_What the task requires:_
The expected answer is a single number, namely how many lines in the data below hold the word "built".

Start of Block

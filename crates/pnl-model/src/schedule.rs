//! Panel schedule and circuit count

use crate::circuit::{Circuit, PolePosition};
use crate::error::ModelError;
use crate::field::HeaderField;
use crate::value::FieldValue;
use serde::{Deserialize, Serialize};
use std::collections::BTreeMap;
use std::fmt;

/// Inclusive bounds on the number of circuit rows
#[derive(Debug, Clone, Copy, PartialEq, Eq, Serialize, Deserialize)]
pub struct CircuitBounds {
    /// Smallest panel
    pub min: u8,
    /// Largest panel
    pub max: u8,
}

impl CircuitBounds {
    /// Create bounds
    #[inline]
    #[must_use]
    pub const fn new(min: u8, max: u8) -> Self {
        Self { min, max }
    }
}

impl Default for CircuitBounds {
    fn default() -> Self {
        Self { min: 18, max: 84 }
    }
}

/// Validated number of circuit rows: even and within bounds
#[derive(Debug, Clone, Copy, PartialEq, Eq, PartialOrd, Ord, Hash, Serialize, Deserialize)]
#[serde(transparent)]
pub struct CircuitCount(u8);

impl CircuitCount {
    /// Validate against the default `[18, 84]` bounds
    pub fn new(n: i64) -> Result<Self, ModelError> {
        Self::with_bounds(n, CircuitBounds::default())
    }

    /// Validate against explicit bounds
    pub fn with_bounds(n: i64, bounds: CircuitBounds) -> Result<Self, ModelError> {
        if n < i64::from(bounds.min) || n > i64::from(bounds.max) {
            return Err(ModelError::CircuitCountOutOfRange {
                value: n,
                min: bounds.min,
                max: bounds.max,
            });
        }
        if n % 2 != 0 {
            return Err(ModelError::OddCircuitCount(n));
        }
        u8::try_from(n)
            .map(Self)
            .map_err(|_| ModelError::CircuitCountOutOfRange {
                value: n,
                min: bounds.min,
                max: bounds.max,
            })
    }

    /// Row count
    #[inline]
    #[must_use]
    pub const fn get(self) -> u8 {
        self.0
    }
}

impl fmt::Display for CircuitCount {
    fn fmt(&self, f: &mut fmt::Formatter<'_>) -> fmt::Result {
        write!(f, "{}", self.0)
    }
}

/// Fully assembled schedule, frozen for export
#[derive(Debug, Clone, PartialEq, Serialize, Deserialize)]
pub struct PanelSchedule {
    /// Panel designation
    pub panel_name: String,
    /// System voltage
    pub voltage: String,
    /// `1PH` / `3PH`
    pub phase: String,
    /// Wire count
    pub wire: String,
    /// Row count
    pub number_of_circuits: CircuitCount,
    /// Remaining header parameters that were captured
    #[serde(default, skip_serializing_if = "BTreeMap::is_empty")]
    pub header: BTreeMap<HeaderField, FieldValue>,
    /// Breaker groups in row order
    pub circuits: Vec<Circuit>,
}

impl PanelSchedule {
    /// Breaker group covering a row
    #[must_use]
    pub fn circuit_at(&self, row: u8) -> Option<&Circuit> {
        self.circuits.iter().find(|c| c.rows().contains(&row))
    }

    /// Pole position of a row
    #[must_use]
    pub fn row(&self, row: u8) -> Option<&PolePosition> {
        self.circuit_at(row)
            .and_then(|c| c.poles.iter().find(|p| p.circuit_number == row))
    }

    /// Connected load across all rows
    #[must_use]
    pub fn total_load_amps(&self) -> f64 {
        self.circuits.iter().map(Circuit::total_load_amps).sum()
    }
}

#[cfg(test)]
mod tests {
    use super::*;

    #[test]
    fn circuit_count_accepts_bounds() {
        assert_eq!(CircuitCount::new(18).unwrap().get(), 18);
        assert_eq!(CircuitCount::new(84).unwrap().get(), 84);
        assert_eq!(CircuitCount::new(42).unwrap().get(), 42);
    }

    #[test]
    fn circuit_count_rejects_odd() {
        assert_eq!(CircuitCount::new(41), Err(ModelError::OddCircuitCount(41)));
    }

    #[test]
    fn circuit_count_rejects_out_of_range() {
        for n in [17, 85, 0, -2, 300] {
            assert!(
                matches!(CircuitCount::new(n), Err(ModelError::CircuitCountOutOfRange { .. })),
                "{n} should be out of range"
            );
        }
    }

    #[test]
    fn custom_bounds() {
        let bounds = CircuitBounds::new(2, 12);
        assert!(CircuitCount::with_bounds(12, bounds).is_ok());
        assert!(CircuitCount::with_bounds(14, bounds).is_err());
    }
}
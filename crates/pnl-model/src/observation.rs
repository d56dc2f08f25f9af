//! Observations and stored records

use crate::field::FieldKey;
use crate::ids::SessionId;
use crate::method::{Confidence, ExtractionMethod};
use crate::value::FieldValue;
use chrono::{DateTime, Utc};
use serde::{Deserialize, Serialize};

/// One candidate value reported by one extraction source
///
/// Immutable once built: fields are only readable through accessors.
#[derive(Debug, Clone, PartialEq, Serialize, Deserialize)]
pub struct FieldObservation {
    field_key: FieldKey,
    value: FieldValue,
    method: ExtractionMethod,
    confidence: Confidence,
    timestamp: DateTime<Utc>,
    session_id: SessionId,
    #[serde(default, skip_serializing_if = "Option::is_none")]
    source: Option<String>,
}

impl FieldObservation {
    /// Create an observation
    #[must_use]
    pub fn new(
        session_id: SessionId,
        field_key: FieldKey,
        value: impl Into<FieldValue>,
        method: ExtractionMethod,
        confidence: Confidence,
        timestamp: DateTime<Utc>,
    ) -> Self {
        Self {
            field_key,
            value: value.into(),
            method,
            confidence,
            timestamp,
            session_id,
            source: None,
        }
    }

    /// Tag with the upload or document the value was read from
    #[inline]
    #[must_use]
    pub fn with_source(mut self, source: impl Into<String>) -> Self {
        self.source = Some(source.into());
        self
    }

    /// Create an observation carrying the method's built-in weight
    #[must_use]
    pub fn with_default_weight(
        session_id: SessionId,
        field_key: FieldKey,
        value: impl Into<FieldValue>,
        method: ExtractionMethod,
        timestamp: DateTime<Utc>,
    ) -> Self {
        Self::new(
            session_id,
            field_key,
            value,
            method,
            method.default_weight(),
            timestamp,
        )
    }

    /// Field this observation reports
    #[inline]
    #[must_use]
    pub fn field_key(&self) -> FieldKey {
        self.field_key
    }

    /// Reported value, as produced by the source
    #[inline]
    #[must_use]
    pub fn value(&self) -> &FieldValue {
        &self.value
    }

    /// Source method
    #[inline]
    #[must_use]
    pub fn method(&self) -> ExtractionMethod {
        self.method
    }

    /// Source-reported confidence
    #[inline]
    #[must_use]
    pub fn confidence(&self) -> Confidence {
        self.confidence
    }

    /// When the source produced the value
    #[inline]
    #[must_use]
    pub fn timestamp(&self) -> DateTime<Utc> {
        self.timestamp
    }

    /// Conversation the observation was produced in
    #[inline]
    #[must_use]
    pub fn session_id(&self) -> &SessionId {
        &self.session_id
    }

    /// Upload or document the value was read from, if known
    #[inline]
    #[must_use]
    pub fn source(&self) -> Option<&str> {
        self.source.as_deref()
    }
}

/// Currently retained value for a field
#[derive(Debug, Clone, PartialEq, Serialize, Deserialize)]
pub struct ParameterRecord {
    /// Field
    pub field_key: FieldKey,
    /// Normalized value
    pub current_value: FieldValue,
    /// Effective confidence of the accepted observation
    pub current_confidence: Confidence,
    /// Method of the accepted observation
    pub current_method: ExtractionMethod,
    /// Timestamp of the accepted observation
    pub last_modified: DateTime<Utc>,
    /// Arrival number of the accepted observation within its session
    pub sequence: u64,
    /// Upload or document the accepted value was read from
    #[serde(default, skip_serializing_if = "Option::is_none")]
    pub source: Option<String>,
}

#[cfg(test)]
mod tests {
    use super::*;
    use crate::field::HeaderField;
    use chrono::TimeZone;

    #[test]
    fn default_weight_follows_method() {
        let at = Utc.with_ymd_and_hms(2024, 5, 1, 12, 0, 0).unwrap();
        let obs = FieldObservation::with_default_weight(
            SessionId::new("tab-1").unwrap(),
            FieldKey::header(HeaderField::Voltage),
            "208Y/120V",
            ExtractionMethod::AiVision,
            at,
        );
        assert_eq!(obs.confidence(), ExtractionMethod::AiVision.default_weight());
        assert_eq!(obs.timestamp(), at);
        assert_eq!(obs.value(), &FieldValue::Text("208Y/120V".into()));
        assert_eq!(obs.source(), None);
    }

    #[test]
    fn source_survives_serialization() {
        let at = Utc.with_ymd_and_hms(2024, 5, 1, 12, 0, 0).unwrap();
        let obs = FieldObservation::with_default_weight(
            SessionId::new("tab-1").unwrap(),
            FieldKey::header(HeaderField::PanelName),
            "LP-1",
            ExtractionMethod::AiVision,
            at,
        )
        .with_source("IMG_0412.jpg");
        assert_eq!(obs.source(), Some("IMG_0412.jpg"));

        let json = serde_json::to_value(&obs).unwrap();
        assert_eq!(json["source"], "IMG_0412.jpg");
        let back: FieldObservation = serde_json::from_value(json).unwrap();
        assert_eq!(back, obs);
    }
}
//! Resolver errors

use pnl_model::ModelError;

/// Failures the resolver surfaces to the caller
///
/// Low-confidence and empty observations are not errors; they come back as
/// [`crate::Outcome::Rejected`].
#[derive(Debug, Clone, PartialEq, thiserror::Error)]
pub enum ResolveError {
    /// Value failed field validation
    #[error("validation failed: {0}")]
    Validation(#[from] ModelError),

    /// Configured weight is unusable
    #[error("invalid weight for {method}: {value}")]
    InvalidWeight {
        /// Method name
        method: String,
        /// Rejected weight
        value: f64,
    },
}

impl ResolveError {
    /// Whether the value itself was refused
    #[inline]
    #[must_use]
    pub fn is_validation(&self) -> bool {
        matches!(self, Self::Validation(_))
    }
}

End of Block

_Result of this exercise:_
2